変革を始める前に「説得作戦」を展開せよ

 変革の必要性に迫られると、経営陣はたいてい決まり切った対応をする。まず戦略を一新する。次に、容疑者の一斉検挙と言わんばかりに、3P、すなわち「人材」(people)、「報酬」(pay)、「業務プロセス」(process)に手をつけ、スタッフを入れ替え、インセンティブを調整し、非効率を排除する。こうして業績が上向くのをじっと待つわけだが、どういうわけか、結果ははかばかしくなく、失望を味わわされる。

 変革を成功させるのがこれほど難しいのはなぜか。そもそも、ほとんどの人は自分の習慣を変えたがらない。「以前うまくいっていたのであれば、いまもそれでよいではないか」というわけだ。切迫した危機感がなければ、社員たちは何も変えようとしない。

 また、トップが頻繁に交替すると、変革への抵抗感はいっそう強まる。失望と不信が長引くと後遺症が出る。再建を任された次期トップを前のトップと大差ないと思い込み、あだ花に終わる運命だと頭から決めつける。犠牲や自制を求めても、返ってくるのは冷笑と懐疑、条件反射的な抵抗である。

 我々が実施した企業変革に関する調査では、多国籍企業や官公庁、非営利団体、見事な活躍を見せた遠征登山隊や消防士のチームなど、その対象は多岐にわたっている。この調査結果から変革を成功させるには、経営陣は有効な「説得作戦」を立てたうえで、これを実践しなければならないことがわかった。

 この作戦は、再建計画が最終決定される数週間前、いや数カ月前に始めるべきである。経営陣にすれば、最初から大仕事となる。社員たちが手厳しいメッセージに耳を傾け、思い込みを疑い、新たな行動を検討するよう仕向けなければならないのだから。

 これは、微妙なステップを慎重に踏んで、社員たちに染みついている旧弊を改め、新たな行動を起こすための環境づくりを意味する。

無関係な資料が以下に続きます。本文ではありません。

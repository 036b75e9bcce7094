#![no_std]

pub mod constants;
pub mod error;
pub mod macros;
pub mod math;
pub mod ttl;
use soroban_sdk::contracterror;
use staking_common::error::ArithmeticError;

#[contracterror]
#[derive(Copy, Clone, Debug, Eq, PartialEq, PartialOrd, Ord)]
#[repr(u32)]
pub enum ContractError {
    AlreadyInitialized = 1,
    NotInitialized = 2,
    #[doc = "Stake called with a non-positive amount"]
    InvalidAmount = 3,
    NothingStaked = 4,
    WithdrawalTimeoutNotElapsed = 5,
    #[doc = "Reward period not elapsed, reward already paid, or reward rounds to zero"]
    NoRewardAvailable = 6,
    NotOwner = 7,
    PercentageZero = 8,
    PercentageExceedsMax = 9,
    PeriodZero = 10,
    InvalidOwner = 11,
    #[doc = "The token contract rejected a transfer (balance or allowance too low)"]
    TransferFailed = 12,
    ArithmeticOverflow = 13,
}

impl From<ArithmeticError> for ContractError {
    fn from(_: ArithmeticError) -> Self {
        ContractError::ArithmeticOverflow
    }
}

pub type StakingResult<T = ()> = Result<T, ContractError>;
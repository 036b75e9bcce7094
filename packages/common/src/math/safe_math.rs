use soroban_sdk::{log, Env};

use crate::error::{ArithmeticError, MathResult};

pub trait SafeMath: Sized {
    fn safe_add(self, rhs: Self, env: &Env) -> MathResult<Self>;
    fn safe_sub(self, rhs: Self, env: &Env) -> MathResult<Self>;
    fn safe_mul(self, rhs: Self, env: &Env) -> MathResult<Self>;
    fn safe_div(self, rhs: Self, env: &Env) -> MathResult<Self>;
}

macro_rules! checked_impl {
    ($t:ty) => {
        impl SafeMath for $t {
            #[track_caller]
            #[inline(always)]
            fn safe_add(self, v: $t, env: &Env) -> MathResult<$t> {
                match self.checked_add(v) {
                    Some(result) => Ok(result),
                    None => {
                        log!(env, "Math error: addition overflow");
                        Err(ArithmeticError::Overflow)
                    }
                }
            }

            #[track_caller]
            #[inline(always)]
            fn safe_sub(self, v: $t, env: &Env) -> MathResult<$t> {
                match self.checked_sub(v) {
                    Some(result) => Ok(result),
                    None => {
                        log!(env, "Math error: subtraction underflow");
                        Err(ArithmeticError::Underflow)
                    }
                }
            }

            #[track_caller]
            #[inline(always)]
            fn safe_mul(self, v: $t, env: &Env) -> MathResult<$t> {
                match self.checked_mul(v) {
                    Some(result) => Ok(result),
                    None => {
                        log!(env, "Math error: multiplication overflow");
                        Err(ArithmeticError::Overflow)
                    }
                }
            }

            #[track_caller]
            #[inline(always)]
            fn safe_div(self, v: $t, env: &Env) -> MathResult<$t> {
                match self.checked_div(v) {
                    Some(result) => Ok(result),
                    None => {
                        log!(env, "Math error: division by zero");
                        Err(ArithmeticError::DivisionByZero)
                    }
                }
            }
        }
    };
}

checked_impl!(i128);
checked_impl!(u64);
checked_impl!(u32);
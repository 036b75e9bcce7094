use soroban_sdk::{contracttype, Address};

use crate::storage::{Config, StakeRecord};

#[contracttype]
#[derive(Clone, Debug, Eq, PartialEq)]
pub struct ConfigResponse {
    pub config: Config,
    pub owner: Address,
}

#[contracttype]
#[derive(Clone, Debug, Eq, PartialEq)]
pub struct StakedResponse {
    pub stake: StakeRecord,
    /// Reward `claim` would pay at the current ledger time
    pub pending_reward: i128,
    pub total_stake: i128,
}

この環境づくりは、再建計画に着手した最初の数カ月の間に積極的に管理する必要がある。この時期は不確定要素が多く、一時的な後退が避けられないからだ。それができなければ、継続的な変革の見通しは暗い。

 大まかに言うと、説得作戦は政治家の演説と同じように、従来との違いを訴えるものである。変化を忌み嫌う社員の目には、再建計画はどれも同じに映っている。再建を担った経営陣は、今回の計画は前任者たちのそれとどこが異なるのかを正しく伝え示すのがコツである。

 組織が瀕死の状態にある、あるいは、何とか持ちこたえようとしているならば、少なくとも抜本的な変革は避けられないことを納得させなければならない。とはいえ、問題が何年もなおざりにされており、ほとんど状況が変わっていない場合であるとすると、相当やっかいである。